INPUT
---*---
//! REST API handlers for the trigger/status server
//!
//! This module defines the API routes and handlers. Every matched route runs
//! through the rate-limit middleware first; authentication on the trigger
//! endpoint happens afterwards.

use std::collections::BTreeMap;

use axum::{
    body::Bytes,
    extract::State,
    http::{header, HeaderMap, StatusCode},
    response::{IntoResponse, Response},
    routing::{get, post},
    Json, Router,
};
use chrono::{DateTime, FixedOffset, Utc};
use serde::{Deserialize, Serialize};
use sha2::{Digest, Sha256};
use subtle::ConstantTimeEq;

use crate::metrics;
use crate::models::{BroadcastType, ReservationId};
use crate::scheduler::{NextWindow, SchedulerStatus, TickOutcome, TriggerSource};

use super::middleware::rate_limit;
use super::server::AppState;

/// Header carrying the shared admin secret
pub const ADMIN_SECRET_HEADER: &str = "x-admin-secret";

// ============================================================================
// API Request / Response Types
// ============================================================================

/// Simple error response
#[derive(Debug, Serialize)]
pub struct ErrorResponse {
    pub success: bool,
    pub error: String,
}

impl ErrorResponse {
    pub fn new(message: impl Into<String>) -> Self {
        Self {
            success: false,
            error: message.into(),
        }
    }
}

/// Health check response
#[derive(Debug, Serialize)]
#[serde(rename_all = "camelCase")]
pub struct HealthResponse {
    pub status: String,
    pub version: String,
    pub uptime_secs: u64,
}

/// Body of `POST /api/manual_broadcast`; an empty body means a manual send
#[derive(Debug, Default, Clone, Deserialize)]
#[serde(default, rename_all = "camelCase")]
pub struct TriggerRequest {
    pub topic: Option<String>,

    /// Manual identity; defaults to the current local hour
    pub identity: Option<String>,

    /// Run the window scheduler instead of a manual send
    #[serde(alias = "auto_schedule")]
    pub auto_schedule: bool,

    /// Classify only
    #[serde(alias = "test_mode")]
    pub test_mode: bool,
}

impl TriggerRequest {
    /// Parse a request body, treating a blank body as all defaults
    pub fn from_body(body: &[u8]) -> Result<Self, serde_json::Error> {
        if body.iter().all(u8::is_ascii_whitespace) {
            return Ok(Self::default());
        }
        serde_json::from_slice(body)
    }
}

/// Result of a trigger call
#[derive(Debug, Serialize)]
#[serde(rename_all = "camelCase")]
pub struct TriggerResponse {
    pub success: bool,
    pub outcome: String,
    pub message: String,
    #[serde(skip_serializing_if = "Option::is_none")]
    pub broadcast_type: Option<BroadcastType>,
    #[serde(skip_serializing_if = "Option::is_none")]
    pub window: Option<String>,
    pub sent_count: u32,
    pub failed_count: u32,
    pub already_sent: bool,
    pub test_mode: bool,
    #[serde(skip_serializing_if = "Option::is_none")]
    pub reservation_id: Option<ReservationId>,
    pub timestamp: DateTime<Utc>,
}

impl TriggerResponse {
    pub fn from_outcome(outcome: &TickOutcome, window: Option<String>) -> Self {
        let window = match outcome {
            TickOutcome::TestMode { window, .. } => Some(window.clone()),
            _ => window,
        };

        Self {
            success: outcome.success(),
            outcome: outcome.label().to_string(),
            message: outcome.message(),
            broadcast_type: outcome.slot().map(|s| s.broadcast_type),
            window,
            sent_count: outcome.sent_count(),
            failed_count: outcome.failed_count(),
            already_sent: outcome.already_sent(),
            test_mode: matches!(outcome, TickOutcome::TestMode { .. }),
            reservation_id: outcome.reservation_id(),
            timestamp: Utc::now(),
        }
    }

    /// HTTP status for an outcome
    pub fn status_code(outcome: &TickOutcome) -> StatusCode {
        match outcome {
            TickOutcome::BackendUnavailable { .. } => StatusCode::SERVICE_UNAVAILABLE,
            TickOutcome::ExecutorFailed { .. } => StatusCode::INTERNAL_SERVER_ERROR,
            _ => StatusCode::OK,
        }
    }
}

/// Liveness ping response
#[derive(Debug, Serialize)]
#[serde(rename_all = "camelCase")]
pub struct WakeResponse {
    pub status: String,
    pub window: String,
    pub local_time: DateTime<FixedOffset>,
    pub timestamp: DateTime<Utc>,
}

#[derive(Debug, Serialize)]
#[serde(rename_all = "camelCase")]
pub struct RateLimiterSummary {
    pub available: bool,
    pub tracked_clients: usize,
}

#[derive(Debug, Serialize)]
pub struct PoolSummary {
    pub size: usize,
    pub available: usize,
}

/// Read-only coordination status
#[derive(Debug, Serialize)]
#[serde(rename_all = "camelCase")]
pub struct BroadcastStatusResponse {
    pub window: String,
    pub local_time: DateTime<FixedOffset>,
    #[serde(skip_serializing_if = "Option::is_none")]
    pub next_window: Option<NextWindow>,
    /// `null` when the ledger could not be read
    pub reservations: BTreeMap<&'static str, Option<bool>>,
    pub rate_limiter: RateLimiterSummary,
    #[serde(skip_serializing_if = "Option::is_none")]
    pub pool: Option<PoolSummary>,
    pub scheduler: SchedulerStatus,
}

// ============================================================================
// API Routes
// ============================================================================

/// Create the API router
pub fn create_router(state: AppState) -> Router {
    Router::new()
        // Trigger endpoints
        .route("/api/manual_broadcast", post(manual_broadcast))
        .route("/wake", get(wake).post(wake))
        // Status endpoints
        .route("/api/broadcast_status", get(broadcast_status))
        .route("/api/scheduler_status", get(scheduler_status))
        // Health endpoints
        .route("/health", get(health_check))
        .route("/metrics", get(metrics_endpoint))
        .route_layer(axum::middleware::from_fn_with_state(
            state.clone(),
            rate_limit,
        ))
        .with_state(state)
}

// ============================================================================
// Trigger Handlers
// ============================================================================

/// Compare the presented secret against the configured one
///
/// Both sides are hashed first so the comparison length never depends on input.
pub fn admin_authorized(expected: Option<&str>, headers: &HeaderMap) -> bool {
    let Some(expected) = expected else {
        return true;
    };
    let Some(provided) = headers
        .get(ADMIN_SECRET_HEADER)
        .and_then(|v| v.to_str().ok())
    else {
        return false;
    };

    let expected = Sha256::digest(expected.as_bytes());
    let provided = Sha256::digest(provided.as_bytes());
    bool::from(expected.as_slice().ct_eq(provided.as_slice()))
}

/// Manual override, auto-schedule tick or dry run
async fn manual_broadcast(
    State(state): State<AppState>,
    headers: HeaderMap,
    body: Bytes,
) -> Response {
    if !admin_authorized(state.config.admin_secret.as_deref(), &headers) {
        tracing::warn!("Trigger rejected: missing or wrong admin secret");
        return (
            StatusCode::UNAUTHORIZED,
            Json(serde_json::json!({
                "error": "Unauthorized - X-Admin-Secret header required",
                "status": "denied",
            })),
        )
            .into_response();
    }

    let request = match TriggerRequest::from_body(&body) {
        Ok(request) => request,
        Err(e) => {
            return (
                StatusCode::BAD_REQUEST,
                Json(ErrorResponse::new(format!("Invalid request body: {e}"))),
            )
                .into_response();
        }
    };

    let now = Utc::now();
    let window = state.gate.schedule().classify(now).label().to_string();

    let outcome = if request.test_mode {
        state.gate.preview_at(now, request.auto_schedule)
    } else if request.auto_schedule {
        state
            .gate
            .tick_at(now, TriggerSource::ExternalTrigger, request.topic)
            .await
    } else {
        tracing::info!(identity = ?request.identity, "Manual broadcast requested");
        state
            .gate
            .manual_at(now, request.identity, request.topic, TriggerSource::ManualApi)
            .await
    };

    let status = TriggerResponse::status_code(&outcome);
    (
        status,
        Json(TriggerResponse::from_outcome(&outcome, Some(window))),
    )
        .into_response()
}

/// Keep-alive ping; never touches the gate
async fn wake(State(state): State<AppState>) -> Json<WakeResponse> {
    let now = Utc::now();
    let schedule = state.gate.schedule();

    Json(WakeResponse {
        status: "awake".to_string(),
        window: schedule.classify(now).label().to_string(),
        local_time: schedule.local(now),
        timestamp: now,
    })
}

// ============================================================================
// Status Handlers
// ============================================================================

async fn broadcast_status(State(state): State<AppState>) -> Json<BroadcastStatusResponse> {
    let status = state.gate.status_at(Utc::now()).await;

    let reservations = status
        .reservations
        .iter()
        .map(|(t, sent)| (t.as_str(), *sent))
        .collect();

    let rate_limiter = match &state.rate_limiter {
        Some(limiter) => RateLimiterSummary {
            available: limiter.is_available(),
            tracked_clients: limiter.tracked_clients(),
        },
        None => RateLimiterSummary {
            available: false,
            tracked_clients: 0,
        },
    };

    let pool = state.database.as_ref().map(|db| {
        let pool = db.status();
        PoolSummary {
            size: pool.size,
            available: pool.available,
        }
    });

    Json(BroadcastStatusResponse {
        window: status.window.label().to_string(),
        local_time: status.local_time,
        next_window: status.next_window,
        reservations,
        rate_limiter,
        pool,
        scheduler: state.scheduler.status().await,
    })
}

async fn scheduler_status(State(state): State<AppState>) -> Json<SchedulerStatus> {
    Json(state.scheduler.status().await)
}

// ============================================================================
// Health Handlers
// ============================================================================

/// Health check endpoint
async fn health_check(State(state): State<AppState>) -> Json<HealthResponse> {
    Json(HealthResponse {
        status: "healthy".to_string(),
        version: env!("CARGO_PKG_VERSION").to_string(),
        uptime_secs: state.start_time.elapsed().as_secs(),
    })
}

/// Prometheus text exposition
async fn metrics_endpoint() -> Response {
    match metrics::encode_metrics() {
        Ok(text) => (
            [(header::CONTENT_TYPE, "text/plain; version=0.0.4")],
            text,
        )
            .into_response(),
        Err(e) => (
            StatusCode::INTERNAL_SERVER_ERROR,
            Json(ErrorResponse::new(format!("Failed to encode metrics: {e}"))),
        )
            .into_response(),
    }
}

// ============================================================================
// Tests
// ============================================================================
---*---
DIRECTIONS
Only the number is needed here: how many lines of the listing include "headers"?

EXERCISE RESPONSE
4